According to Jack Cameron, Tacoma once had the justified reputation of being a crime-filled cess-pool. “I grew up here,” he says. “I’m aware that that’s what it was like.”

But in 2006, while attempting to explain to a friend just how much Tacoma had improved, Cameron said offhandedly, “You know what, I could write about every single homicide that happens in Tacoma and I wouldn’t be all that busy.” He set to work putting that theory to the test and created Tacoma Stories, a website that seeks to remind us that homicide victims are first and foremost people whose stories are more than just how they ended.

“The early posts are terrible,” he says. “They’re really bad. A lot of opinion, not a lot of facts. I’m a lot better now,” said Cameron.

Jack Cameron
Jack Cameron has been chronicling Tacoma homicides since 2006, with a brief hiatus in 2008, and continues his work to this day. Photo courtesy: Jack Cameron

What hasn’t changed since the beginning is his focus on the victim rather than on the murder or the murderer. “Most of the time you hear all about the killer. If it’s a prolific killer, you’ll hear about his manifesto and how he grew up. There’s a lot of focus on the violence and that doesn’t help when you’re grieving.” Cameron has had friends of his own that have been killed. That has informed how and why he writes. “If you read something where the writer is trying to focus on the humanity, at least a little bit, that might bring some sort of comfort.”

He tries to write only positive things about his subjects, but admits that that can sometimes be difficult. “They may have had a criminal history or been involved in a gang. Maybe they had a gun too and it’s a self-defense type of thing. There’s all sorts of circumstances where society as a whole would view that person not as an innocent victim.” But that doesn’t stop Cameron from finding the good, in fact it makes him try harder.

“People caught up in that scene are usually written off by the media or written off by society in general,” he said. “But the way I see it, no one is their worst day. Besides, they still have loved ones. They have wives, daughters. They have family and friends. It’s not just that single death, now there’s a hole in the lives of the dozens of people left behind.”

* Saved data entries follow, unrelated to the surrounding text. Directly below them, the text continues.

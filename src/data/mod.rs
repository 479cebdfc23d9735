/// Data layer: core types, loading, issue detection and cleaning.
///
/// Architecture:
/// ```text
///      .csv
///        │
///        ▼
///   ┌──────────┐
///   │  loader   │  parse file → Dataset (missing tokens normalized)
///   └──────────┘
///        │
///        ▼
///   ┌──────────┐
///   │  Dataset  │  columns + typed rows, single source of truth
///   └──────────┘
///        │
///        ├───────────────┐
///        ▼               ▼
///   ┌──────────┐   ┌──────────┐
///   │  detect   │   │  clean    │  issue flags / drop rows → new Dataset
///   └──────────┘   └──────────┘
/// ```

pub mod clean;
pub mod detect;
pub mod loader;
pub mod model;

As you might imagine, this type of work can have an effect on the person doing it. “There was a period of about a year and a half, around 2008, where I stopped. I quit. I still had the website up, but I just stopped following the homicides. It gets dark and it gets depressing and I got to the point where I didn’t want to do it anymore.”

Tacoma Stories
Tacoma Stories also includes a reoccurring series of articles called Five Question Fridays where Jack Cameron sits down with Tacoma locals and picks their brain on a wide variety of topics. Photo courtesy: Jack Cameron

But then Cameron got several emails from family members of some of people he had written about previously, asking him why he quit and pushing him to keep going. Hearing that encouragement from the very people he sought to encourage reinvigorated him and he’s been posting stories consistently ever since. “It stopped being something I do and became more of a calling.”

By his own admission, there are limits to this calling. “The tricky part is that there are a lot of people that don’t have an online footprint, at least not under their real name. For those people, I can’t give a lot of personal detail. I don’t have any special access that anyone else wouldn’t have except for a few contacts I made over the years.” But he keeps going the best he can, sometimes even getting help from friends and family of the victims who provide photographs or more information about their lost loved one. “I’m very receptive to family and friends of the victim. I have changed articles when they’ve asked me to, whether it was a discrepancy or something they’d rather not have posted.”

While it’s a project that started almost on a whim, it’s not one he plans on giving up anytime soon. “It’s about the people that I walk by everyday in Tacoma. I live in Tacoma. I grew up in Tacoma. I was born in Tacoma. So, when these homicides happen, it could easily be somebody I passed on the street the day before. They’re real stories to me.”